→ WHAT YOU NEED TO DO
Word for word, restate the lines of the data from the first through the one containing "times, but is", and nothing else.

DATA FOR REVIEW Start Marker

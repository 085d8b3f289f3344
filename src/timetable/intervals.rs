//! Per-weekday interval projection.
//!
//! Projects lecture meetings onto a single weekday as [`DayInterval`]s.
//! Each interval carries a jittered copy of its end time used only for
//! ordering: the jitter reorders intervals with equal end times, but is
//! smaller than the catalog's time granularity so it never reorders
//! intervals whose real end times differ. Compatibility checks always use
//! the real end time.

use rand::Rng;

use crate::models::{Catalog, Section, Weekday};

/// A meeting projected onto one weekday.
#[derive(Debug, Clone)]
pub struct DayInterval {
    /// Start time (inclusive).
    pub start: f64,
    /// Real end time (exclusive).
    pub end: f64,
    /// End time plus tie-breaking jitter; sort key only.
    pub sort_end: f64,
    /// Derived course id.
    pub course_id: String,
    /// Section id.
    pub section_id: String,
}

impl DayInterval {
    /// Creates an interval without jitter.
    pub fn new(
        start: f64,
        end: f64,
        course_id: impl Into<String>,
        section_id: impl Into<String>,
    ) -> Self {
        Self {
            start,
            end,
            sort_end: end,
            course_id: course_id.into(),
            section_id: section_id.into(),
        }
    }

    /// Sets the jittered sort key.
    pub fn with_jitter(mut self, jitter: f64) -> Self {
        self.sort_end = self.end + jitter;
        self
    }

    /// Whether `next` may directly follow `self` in a chain.
    ///
    /// Requires time disjointness and different courses. Only checked
    /// between adjacent chain members.
    #[inline]
    pub fn precedes(&self, next: &Self) -> bool {
        self.end <= next.start && self.course_id != next.course_id
    }
}

// Equality ignores the jitter so repeated samples can be compared.
impl PartialEq for DayInterval {
    fn eq(&self, other: &Self) -> bool {
        self.start == other.start
            && self.end == other.end
            && self.section_id == other.section_id
            && self.course_id == other.course_id
    }
}

/// Builds one interval per meeting on `day`, drawing fresh jitter in
/// `[0, jitter)` for every interval.
pub fn build_day_intervals<'a, I, R>(
    sections: I,
    day: Weekday,
    jitter: f64,
    rng: &mut R,
) -> Vec<DayInterval>
where
    I: IntoIterator<Item = &'a Section>,
    R: Rng,
{
    let mut intervals = Vec::new();
    for section in sections {
        for meeting in section.meetings_on(day) {
            let offset = rng.random::<f64>() * jitter;
            intervals.push(
                DayInterval::new(meeting.start, meeting.end, section.course_id(), &section.id)
                    .with_jitter(offset),
            );
        }
    }
    intervals
}

/// Builds the lecture intervals of the whole catalog for `day`.
pub fn lecture_intervals<R: Rng>(
    catalog: &Catalog,
    day: Weekday,
    jitter: f64,
    rng: &mut R,
) -> Vec<DayInterval> {
    build_day_intervals(catalog.lectures(), day, jitter, rng)
}
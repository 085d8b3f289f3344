//! Timetable candidate generation.
//!
//! Generates conflict-free weekly timetables from a course catalog.
//!
//! # Pipeline
//!
//! | Stage | Module | Output |
//! |-------|--------|--------|
//! | Interval projection | `intervals` | lecture meetings of one weekday |
//! | Day scheduling | `day` | distinct longest chains per weekday |
//! | Composition | `compose` | Mon×Wed×Fri × Tue×Thu week sequences |
//! | Canonicalization | `canonical` | one lecture per course, conflict-free |
//! | Course-count sampling | `credit` | all `k`-course subsets (optional) |
//! | Recitation placement | `recitation` | first-fit recitations, sorted |
//! | Search | `driver` | best of several independently seeded runs |
//!
//! Only per-weekday chains are optimal (longest chain of the day); the
//! week is composed best-effort and may miss larger feasible timetables.
//!
//! # References
//!
//! - Kleinberg & Tardos (2005), "Algorithm Design", Ch. 6.1 (Weighted Interval Scheduling)
//! - Knuth (2011), TAOCP Vol. 4A, 7.2.1.3 (Generating all combinations)

mod canonical;
mod compose;
mod credit;
mod day;
mod driver;
mod intervals;
mod pipeline;
mod recitation;

pub use canonical::{canonicalize, choose_one_per_course, dedup_stable, is_conflict_free};
pub use compose::{compose_week, ComposedWeek, WeekChains};
pub use credit::{for_each_combination, sample_course_subsets};
pub use day::{sample_day_chains, DayChain, DayScheduler};
pub use driver::{run_seed, search, SearchOutcome};
pub use intervals::{build_day_intervals, lecture_intervals, DayInterval};
pub use pipeline::TimetableGenerator;
pub use recitation::RecitationPlacer;
//! One full generation run.
//!
//! # Stages
//!
//! 1. Sample distinct day chains for every weekday.
//! 2. Compose whole-week candidates (Mon×Wed×Fri × Tue×Thu).
//! 3. Canonicalize: de-duplicate, one lecture per course, conflict check.
//! 4. Optionally reduce to `k`-course subsets.
//! 5. Place recitations and order by section count.

use rand::Rng;

use super::canonical::canonicalize;
use super::compose::{compose_week, WeekChains};
use super::credit::sample_course_subsets;
use super::recitation::RecitationPlacer;
use crate::config::SearchConfig;
use crate::error::Result;
use crate::models::{Catalog, WeeklyCandidate};

/// Runs the generation pipeline once.
///
/// # Example
///
/// ```
/// use u_timetable::models::{Catalog, Course, Section, Weekday};
/// use u_timetable::{SearchConfig, TimetableGenerator};
/// use rand::SeedableRng;
///
/// let catalog = Catalog::new(vec![
///     Course::new("CS-101").with_section(
///         Section::lecture("CS-101-A").with_meeting(Weekday::Mon, 9.0, 10.0),
///     ),
///     Course::new("MA-201").with_section(
///         Section::lecture("MA-201-A").with_meeting(Weekday::Tue, 9.0, 10.0),
///     ),
/// ])
/// .unwrap();
///
/// let generator = TimetableGenerator::new(SearchConfig::default()).unwrap();
/// let mut rng = rand::rngs::StdRng::seed_from_u64(1);
/// let candidates = generator.generate(&catalog, &mut rng);
/// assert_eq!(candidates.len(), 1);
/// assert_eq!(candidates[0].lectures.len(), 2);
/// ```
#[derive(Debug, Clone)]
pub struct TimetableGenerator {
    config: SearchConfig,
}

impl TimetableGenerator {
    /// Creates a generator, rejecting invalid configuration.
    pub fn new(config: SearchConfig) -> Result<Self> {
        config.validate()?;
        Ok(Self { config })
    }

    /// The active configuration.
    pub fn config(&self) -> &SearchConfig {
        &self.config
    }

    /// Generates candidates, sorted by ascending section count.
    pub fn generate<R: Rng>(&self, catalog: &Catalog, rng: &mut R) -> Vec<WeeklyCandidate> {
        let cfg = &self.config;

        let week = WeekChains::sample(catalog, cfg.samples_per_day, cfg.jitter, rng);
        let composed = compose_week(&week, cfg.max_candidates);
        let canonical = canonicalize(catalog, &composed, rng);
        let sampled = sample_course_subsets(canonical, cfg.credit_limit, cfg.max_candidates);

        RecitationPlacer::new(catalog).place_all(sampled)
    }
}
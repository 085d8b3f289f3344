//! Timetable domain models.
//!
//! Provides the core data types for representing a course catalog
//! and the weekly timetables generated from it.
//!
//! # Domain Mappings
//!
//! | u-timetable | University | Training Center |
//! |-------------|-----------|-----------------|
//! | Course | Course (e.g. `CS-101`) | Program |
//! | Section | Lecture / recitation section | Class group |
//! | Meeting | Weekly class slot | Session |
//! | WeeklyCandidate | Student timetable | Trainee plan |
//!
//! # Identifiers
//!
//! Section ids are structured as `<dept>-<number>-<sectionTag>`. The course
//! id is always derived from the first two dash-delimited tokens, see
//! [`course_id_of`].

mod candidate;
mod course;
mod meeting;
mod section;

pub use candidate::WeeklyCandidate;
pub use course::{Catalog, Course};
pub use meeting::{Meeting, Weekday};
pub use section::{course_id_of, Section, SectionKind};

DATA FOR REVIEW End Marker

→ TASK ANSWER
repository 085d8b3f289f3344
filename src/timetable/intervals.rs
//! Per-weekday interval projection.
//!
//! Projects lecture meetings onto a single weekday as [`DayInterval`]s.
//! Each interval carries a jittered copy of its end time used only for
//! ordering: the jitter reorders intervals with equal end times, but is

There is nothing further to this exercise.